Archive for July 3rd, 2006

How to Game Digg

Getting a front page digg can be a godsend to the new webmaster. You’re guaranteed tens of thousands of visitors, and if your dugg page is any good, hundreds of backlinks. I got my site dugg in the second week with my article on defeating censorship, and had 50,000 pageviews and 400 backlinks by the end of that week. That’s gold right there.

I’ve found a few ways to game the digg system. In no particular order, here are the best ways to make sure your submission makes it to the front page:

  1. Use the Digg Effect on Itself - I don’t know why, but Digg allows you to post a link to another upcoming Digg article in front page comments. Utilize the thousands of visitors to a new post to get your own out there. If your article is relevant to the discussion you’ll make it to the front page too, but if it isn’t you’ll at least get another 10 or so diggs.
  2. Comment on Your Own Submission - Posting comments on your own article submission is a great way to get a couple more people to look at your submission. It’s tough to keep getting Diggs after your initial few hours. Comments make sure people watching Digg spy at least see your title.
  3. Use Powerful Headlines - This is the most important rule for Digg and for blogging generally. The more shocking or grabbing a title the better. There’s a reason a good headline sells newspapers, and the same applies to the internet.
  4. Post a Link to Your Digg URL in Your Page - Give Digg users as many opportunities to digg your post as possible. A link on your page can give you a whole lot more diggs, and that’s especially important when your post is upcoming.
  5. Use the Exponential Growth of Traffic - Lots of news sites are incorporating digg links on every page. That’s because once a site has a certain number of loyal readers, they can influence more and more of the digg frontpage results. Most front page articles only take 40-50 diggs. Sites like news.com have tens of thousands of visitors a day. Can you see their opportunity?
  6. Incorporate Keywords Digg Users Like - A while back I submitted a story about using Ubuntu. I had a whole lot more visitors than normal, because there is a group of people looking to promote Ubuntu through digg. About 40 searches for ubuntu resulted in clicks on my article. Other keywords are Google, Apple, and Open Source.

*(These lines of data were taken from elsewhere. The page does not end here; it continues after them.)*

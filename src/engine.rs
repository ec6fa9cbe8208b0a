//! The mining engine.
//!
//! Each worker runs a session loop on its own OS thread: connect,
//! handshake, then alternate between reading jobs and scanning the nonce
//! space. A second thread per session drains the bounded share queue and
//! writes submissions, so the hash loop never blocks on the network.
//!
//! Scan-local counters flush into the shared [`StatsRegistry`] every
//! [`STATS_INTERVAL`] nonces, which is also when the loop checks liveness
//! and yields. Between those points the loop is pure arithmetic.

use std::sync::atomic::{AtomicBool, Ordering};
use std::sync::mpsc::{Receiver, SyncSender, TrySendError};
use std::sync::Arc;
use std::thread;

use crate::config::Config;
use crate::difficulty;
use crate::header::{self, HeaderWork};
use crate::sha256;
use crate::stats::StatsRegistry;
use crate::stratum::{
    Classification, Extranonce, JobNotification, LivenessProbe, PoolClient, ShareCandidate,
    StratumError, SubmitSink,
};
use crate::target::Target;
use crate::tracing::prelude::*;

/// Nonces per inner batch.
const BATCH: u32 = 100_000;

/// Nonces between stats flushes, liveness checks, and yields.
const STATS_INTERVAL: u32 = 175_000;

/// Depth of the bounded share submission queue.
const SHARE_QUEUE_DEPTH: usize = 10;

/// Outcome of one scan pass over a job.
#[derive(Debug, Clone, Copy, PartialEq, Eq)]
enum ScanOutcome {
    /// All 2^32 nonces tried without a block solution.
    Exhausted,
    /// A block solution was found and queued; re-read the job stream.
    BlockFound,
    /// The connection died or shutdown was requested.
    Aborted,
}

/// One mining worker: a session loop over its own pool connection.
pub struct Worker {
    id: usize,
    config: Arc<Config>,
    stats: Arc<StatsRegistry>,
    shutdown: Arc<AtomicBool>,
}

impl Worker {
    pub fn new(
        id: usize,
        config: Arc<Config>,
        stats: Arc<StatsRegistry>,
        shutdown: Arc<AtomicBool>,
    ) -> Self {
        Self {
            id,
            config,
            stats,
            shutdown,
        }
    }

    /// Run sessions until shutdown. Every failure tears the session down
    /// and reconnects after the configured delay.
    pub fn run(&self) {
        loop {
            match self.session() {
                Err(StratumError::Shutdown) => break,
                Err(e) => {
                    warn!(worker = self.id, error = %e, "session ended, will reconnect");
                }
                Ok(()) => {}
            }

            if self.shutdown.load(Ordering::Relaxed) {
                break;
            }
            thread::sleep(self.config.reconnect_delay);
        }
        info!(worker = self.id, "worker stopped");
    }

    /// One connection lifetime: handshake, submitter, job loop, teardown.
    fn session(&self) -> Result<(), StratumError> {
        let cfg = &self.config;
        let mut client = PoolClient::connect(
            &cfg.pool_host,
            cfg.pool_port,
            cfg.io_timeout,
            cfg.connect_backoff,
            &self.shutdown,
        )?;
        client.handshake(&cfg.address, &cfg.password)?;
        info!(
            worker = self.id,
            extranonce2_size = client.extranonce2_size(),
            "subscribed and authorized"
        );

        let (share_tx, share_rx) = std::sync::mpsc::sync_channel(SHARE_QUEUE_DEPTH);
        let connected = Arc::new(AtomicBool::new(true));

        let submitter = {
            let sink = client.submit_sink()?;
            let address = cfg.address.clone();
            let connected = Arc::clone(&connected);
            thread::Builder::new()
                .name(format!("submit-{}", self.id))
                .spawn(move || submitter_loop(sink, share_rx, &address, &connected))?
        };

        let probe = client.probe()?;
        let result = self.job_loop(&mut client, &share_tx, &probe, &connected);

        // Cooperative teardown: close the queue, let the submitter drain
        // what it holds, join it, and only then drop the socket.
        drop(share_tx);
        let _ = submitter.join();
        result
    }

    fn job_loop(
        &self,
        client: &mut PoolClient,
        share_tx: &SyncSender<ShareCandidate>,
        probe: &LivenessProbe,
        connected: &AtomicBool,
    ) -> Result<(), StratumError> {
        loop {
            if self.shutdown.load(Ordering::Relaxed) {
                return Err(StratumError::Shutdown);
            }
            if !connected.load(Ordering::Relaxed) {
                return Err(StratumError::Disconnected);
            }

            let Some(job) = client.next_job()? else {
                continue;
            };
            self.stats.record_template();
            debug!(
                worker = self.id,
                job_id = %job.job_id,
                clean = job.clean_jobs,
                "new job"
            );

            let extranonce2 = Extranonce::random(client.extranonce2_size());
            let work = header::build(&job, client.extranonce1(), &extranonce2);
            let target = Target::from_compact(job.nbits);

            match self.scan(&work, &target, &job, &extranonce2, share_tx, probe, connected) {
                ScanOutcome::BlockFound => {
                    info!(worker = self.id, job_id = %job.job_id, "block solution queued");
                }
                ScanOutcome::Exhausted => {
                    debug!(worker = self.id, "nonce space exhausted, waiting for work");
                }
                ScanOutcome::Aborted => {
                    if self.shutdown.load(Ordering::Relaxed) {
                        return Err(StratumError::Shutdown);
                    }
                    return Err(StratumError::Disconnected);
                }
            }
        }
    }

    /// Scan the full nonce space against one job.
    #[allow(clippy::too_many_arguments)]
    fn scan(
        &self,
        work: &HeaderWork,
        target: &Target,
        job: &JobNotification,
        extranonce2: &Extranonce,
        share_tx: &SyncSender<ShareCandidate>,
        probe: &LivenessProbe,
        connected: &AtomicBool,
    ) -> ScanOutcome {
        let mut local_hashes: u64 = 0;
        let mut local_halfshares: u64 = 0;
        let mut local_shares: u64 = 0;
        let mut since_flush: u32 = 0;

        let mut cursor: u64 = 0;
        while cursor <= u32::MAX as u64 {
            let batch_end = (cursor + BATCH as u64).min(u32::MAX as u64 + 1);

            while cursor < batch_end {
                let nonce = cursor as u32;
                cursor += 1;
                local_hashes += 1;

                let Some(hash) = sha256::final_rounds(&work.midstate, nonce) else {
                    continue;
                };

                if hash[28..32] != [0u8; 4] {
                    // The prefilter already proved the low 16 bits zero.
                    local_halfshares += 1;
                    continue;
                }

                local_halfshares += 1;
                local_shares += 1;

                let valid = target.is_met_by(&hash);
                let share = ShareCandidate {
                    job_id: job.job_id.clone(),
                    extranonce2: extranonce2.clone(),
                    ntime: job.ntime,
                    nonce,
                    classification: if valid {
                        Classification::Valid
                    } else {
                        Classification::Share
                    },
                };
                info!(
                    worker = self.id,
                    job_id = %share.job_id,
                    nonce = %format!("{:#010x}", nonce),
                    difficulty = difficulty::of_hash(&hash),
                    valid,
                    "share found"
                );

                if valid {
                    self.stats.record_valid();
                    self.stats
                        .add_scan(local_hashes, local_halfshares, local_shares);
                    // A solution must not be lost to a full queue; block
                    // until the submitter takes it, then rejoin the job
                    // stream.
                    let _ = share_tx.send(share);
                    return ScanOutcome::BlockFound;
                }

                match share_tx.try_send(share) {
                    Ok(()) => {}
                    Err(TrySendError::Full(_)) => {
                        self.stats.record_dropped();
                        warn!(worker = self.id, "share queue full, dropping share");
                    }
                    Err(TrySendError::Disconnected(_)) => {
                        connected.store(false, Ordering::Relaxed);
                    }
                }
            }

            since_flush += BATCH;
            if since_flush >= STATS_INTERVAL {
                self.stats
                    .add_scan(local_hashes, local_halfshares, local_shares);
                local_hashes = 0;
                local_halfshares = 0;
                local_shares = 0;
                since_flush = 0;

                if self.shutdown.load(Ordering::Relaxed)
                    || !connected.load(Ordering::Relaxed)
                    || !probe.is_connected()
                {
                    return ScanOutcome::Aborted;
                }
                thread::yield_now();
            }
        }

        self.stats
            .add_scan(local_hashes, local_halfshares, local_shares);
        ScanOutcome::Exhausted
    }
}

/// Submitter half of a session: one write per dequeued share, in queue
/// order. Exits when the queue closes or the socket breaks.
fn submitter_loop(
    mut sink: SubmitSink,
    shares: Receiver<ShareCandidate>,
    address: &str,
    connected: &AtomicBool,
) {
    while let Ok(share) = shares.recv() {
        let line = share.to_submit_line(address);
        debug!(
            job_id = %share.job_id,
            nonce = %format!("{:08x}", share.nonce),
            "submitting share"
        );

        if let Err(e) = sink.submit(&line) {
            warn!(error = %e, "share submission failed");
            connected.store(false, Ordering::Relaxed);
            break;
        }

        if share.classification == Classification::Valid {
            info!("*** BLOCK FOUND *** check your wallet");
        }
    }
}

#[cfg(test)]
mod tests {
    use super::*;
    use std::sync::mpsc::sync_channel;

    fn share(nonce: u32) -> ShareCandidate {
        ShareCandidate {
            job_id: "j".to_string(),
            extranonce2: Extranonce::from_bytes(&[0, 0, 0, 1]),
            ntime: 0x495fab29,
            nonce,
            classification: Classification::Share,
        }
    }

    #[test]
    fn test_queue_drops_eleventh_share_and_keeps_order() {
        // Submitter blocked: nothing reads the queue while we enqueue.
        let (tx, rx) = sync_channel::<ShareCandidate>(SHARE_QUEUE_DEPTH);

        let mut dropped = 0;
        for nonce in 0..11u32 {
            match tx.try_send(share(nonce)) {
                Ok(()) => {}
                Err(TrySendError::Full(_)) => dropped += 1,
                Err(e) => panic!("unexpected: {e:?}"),
            }
        }
        assert_eq!(dropped, 1, "exactly the eleventh share is dropped");

        // The submitter then drains the first ten in enqueue order.
        let drained: Vec<u32> = rx.try_iter().map(|s| s.nonce).collect();
        assert_eq!(drained, (0..10).collect::<Vec<_>>());
    }

    #[test]
    fn test_submitter_writes_shares_in_order() {
        use crate::stratum::SubmitSink;
        use std::io::BufRead;
        use std::net::TcpListener;

        let listener = TcpListener::bind("127.0.0.1:0").unwrap();
        let port = listener.local_addr().unwrap().port();

        let pool = thread::spawn(move || {
            let (stream, _) = listener.accept().unwrap();
            let reader = std::io::BufReader::new(stream);
            reader.lines().map_while(Result::ok).collect::<Vec<_>>()
        });

        let stream = std::net::TcpStream::connect(("127.0.0.1", port)).unwrap();
        let sink = SubmitSink::from_stream(stream);

        let (tx, rx) = sync_channel::<ShareCandidate>(SHARE_QUEUE_DEPTH);
        let connected = Arc::new(AtomicBool::new(true));
        let submitter = {
            let connected = Arc::clone(&connected);
            thread::spawn(move || submitter_loop(sink, rx, "bc1qexample", &connected))
        };

        for nonce in [7u32, 11, 13] {
            tx.send(share(nonce)).unwrap();
        }
        drop(tx); // session teardown closes the queue
        submitter.join().unwrap();

        let lines = pool.join().unwrap();
        assert_eq!(lines.len(), 3);
        assert!(lines[0].contains("\"00000007\""));
        assert!(lines[1].contains("\"0000000b\""));
        assert!(lines[2].contains("\"0000000d\""));
        for line in &lines {
            assert!(line.contains("\"mining.submit\""));
            assert!(line.contains("bc1qexample"));
        }
        assert!(connected.load(Ordering::Relaxed));
    }

    #[test]
    fn test_valid_share_blocks_instead_of_dropping() {
        let (tx, rx) = sync_channel::<ShareCandidate>(1);
        tx.try_send(share(1)).unwrap();

        // Queue is full; a blocking send must still get through once the
        // consumer drains.
        let sender = thread::spawn(move || {
            let mut valid = share(2);
            valid.classification = Classification::Valid;
            tx.send(valid).unwrap();
        });

        assert_eq!(rx.recv().unwrap().nonce, 1);
        assert_eq!(rx.recv().unwrap().nonce, 2);
        sender.join().unwrap();
    }
}
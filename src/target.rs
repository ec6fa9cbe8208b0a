//! Compact-target expansion and share validation.

use bitcoin::CompactTarget;

/// Expanded 256-bit difficulty target.
///
/// Stored in the digest's byte order (least significant byte first) so that
/// comparison walks the same words the kernel emits, most significant word
/// down.
#[derive(Debug, Clone, Copy, PartialEq, Eq)]
pub struct Target([u8; 32]);

impl Target {
    /// Expand compact bits.
    ///
    /// The first byte of nbits is a base-256 exponent `e`, the remaining
    /// three a mantissa `m`; the target is `m * 256^(e-3)`. For `e <= 3`
    /// the mantissa shifts right instead.
    pub fn from_compact(nbits: CompactTarget) -> Self {
        let bits = nbits.to_consensus();
        let exponent = ((bits >> 24) as usize).min(32);
        let mantissa = bits & 0x00ff_ffff;

        let mut be = [0u8; 32];
        if exponent <= 3 {
            let shifted = mantissa >> (8 * (3 - exponent));
            be[29..32].copy_from_slice(&shifted.to_be_bytes()[1..4]);
        } else {
            for (i, byte) in mantissa.to_be_bytes()[1..4].iter().enumerate() {
                be[32 - exponent + i] = *byte;
            }
        }

        be.reverse();
        Self(be)
    }

    /// Compare a digest against the target, word by word from the most
    /// significant 32-bit word downward. Equality counts as met.
    pub fn is_met_by(&self, hash: &[u8; 32]) -> bool {
        for i in (0..8).rev() {
            let h = u32::from_le_bytes([
                hash[4 * i],
                hash[4 * i + 1],
                hash[4 * i + 2],
                hash[4 * i + 3],
            ]);
            let t = u32::from_le_bytes([
                self.0[4 * i],
                self.0[4 * i + 1],
                self.0[4 * i + 2],
                self.0[4 * i + 3],
            ]);
            if h < t {
                return true;
            }
            if h > t {
                return false;
            }
        }
        true
    }

    /// Big-endian bytes, for logs and tests.
    pub fn to_be_bytes(&self) -> [u8; 32] {
        let mut bytes = self.0;
        bytes.reverse();
        bytes
    }
}
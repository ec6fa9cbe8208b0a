//! Provide tracing, tailored to this program.
//!
//! At startup the program calls [`init`] once to install a subscriber.
//! The rest of the crate can include `use crate::tracing::prelude::*` for
//! convenient access to the `trace!()`, `debug!()`, `info!()`, `warn!()`,
//! and `error!()` macros.

use tracing_subscriber::filter::{EnvFilter, LevelFilter};

pub mod prelude {
    #[allow(unused_imports)]
    pub use tracing::{debug, error, info, trace, warn};
}

/// Install the stdout subscriber.
///
/// The default level is INFO; the `debug` config flag lowers the floor to
/// DEBUG. `RUST_LOG` overrides both.
pub fn init(debug: bool) {
    let default = if debug {
        LevelFilter::DEBUG
    } else {
        LevelFilter::INFO
    };

    let env_filter = EnvFilter::builder()
        .with_default_directive(default.into())
        .with_env_var("RUST_LOG")
        .from_env_lossy();

    tracing_subscriber::fmt()
        .with_env_filter(env_filter)
        .with_target(true)
        .init();
}
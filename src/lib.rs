//! Solo Bitcoin mining worker speaking Stratum v1.
//!
//! The crate is organized around a small number of subsystems:
//!
//! - [`stratum`] talks to the pool: line-delimited JSON-RPC over plain TCP,
//!   subscribe/authorize handshake, job notifications, share submission.
//! - [`header`] turns a job plus a freshly chosen extranonce2 into the
//!   80-byte block header and its cached SHA-256 midstate.
//! - [`sha256`] is the scan kernel: double SHA-256 over the header tail with
//!   the midstate reused across all four billion nonces, and an early exit
//!   three rounds before the end of the second hash.
//! - [`target`] expands compact difficulty bits into the full 256-bit target
//!   and compares digests against it.
//! - [`engine`] drives the whole thing: one session loop per worker thread,
//!   the nonce scan, share classification, and a submitter thread that keeps
//!   network writes off the hash loop.
//! - [`stats`] is the shared counter registry read by the stats reporter.

pub mod config;
pub mod daemon;
pub mod difficulty;
pub mod engine;
pub mod header;
pub mod sha256;
pub mod stats;
pub mod stratum;
pub mod target;
pub mod tracing;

If Digg really starts to get huge, I can see communities of people digging each other’s stories, but that would get pretty lame. Maybe if someone set up an AIM Bot that sent your digg url to everyone else to digg… hmm.

These are all potentially big problems for the Digg system. What do you think is the solution? How would you handle these problems if you were working over at digg? Are these problems really that bad?